YOUR INSTRUCTIONS
All that is wanted is a word-for-word copy of the data from its first line to the line containing "w: usize, h: usize)", both included.

Dataset entries
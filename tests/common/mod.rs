#![allow(dead_code)]

use marlin::*;

pub fn try_init_logger_for_default_harness() {
    let _ = env_logger::builder().is_test(true).try_init();
}

pub fn clip(w: i32, h: i32) -> Rectangle<i32> {
    Rectangle::new(0, 0, w, h)
}

/// Run a full pass over `path` into a `w` x `h` mask
pub fn render_mask(pool: &RendererContextPool, path: &Path, rule: FillingRule,
                   w: usize, h: usize) -> AlphaMask {
    let mut gen = pool.rasterize(path, rule, clip(w as i32, h as i32)).unwrap();
    let mask = AlphaMask::from_generator(&mut gen, w, h);
    gen.dispose();
    mask
}

/// Visit every tile with `get_alpha`, checking it against its typical alpha
pub fn check_tiles(gen: &mut TileGenerator) -> usize {
    let tw = gen.tile_width();
    let mut buf = vec![0u8; tw * gen.tile_height()];
    let mut n = 0;
    while let Some([x0, y0, x1, y1]) = gen.tile_bounds() {
        let (w, h) = ((x1 - x0) as usize, (y1 - y0) as usize);
        let class = gen.typical_alpha();
        gen.get_alpha(&mut buf, 0, tw);
        let px = (0 .. h).flat_map(|r| buf[r * tw .. r * tw + w].to_vec());
        match class {
            TYPICAL_ALPHA_EMPTY => assert!(px.into_iter().all(|a| a == 0), "tile {:?}", [x0, y0]),
            TYPICAL_ALPHA_FULL => assert!(px.into_iter().all(|a| a == 255), "tile {:?}", [x0, y0]),
            TYPICAL_ALPHA_PARTIAL => {
                let v: Vec<u8> = px.collect();
                assert!(v.iter().any(|&a| a != 0) && v.iter().any(|&a| a != 255),
                        "tile {:?}", [x0, y0]);
            },
            other => panic!("unexpected typical alpha {:#x}", other),
        }
        n += 1;
    }
    n
}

EXERCISE ANSWER
filename tests/common/mod.rs
#![allow(dead_code)]

use marlin::*;

pub fn try_init_logger_for_default_harness() {
    let _ = env_logger::builder().is_test(true).try_init();
}

pub fn clip(w: i32, h: i32) -> Rectangle<i32> {
    Rectangle::new(0, 0, w, h)
}

/// Run a full pass over `path` into a `w` x `h` mask
pub fn render_mask(pool: &RendererContextPool, path: &Path, rule: FillingRule,
                   w: usize, h: usize) -> AlphaMask {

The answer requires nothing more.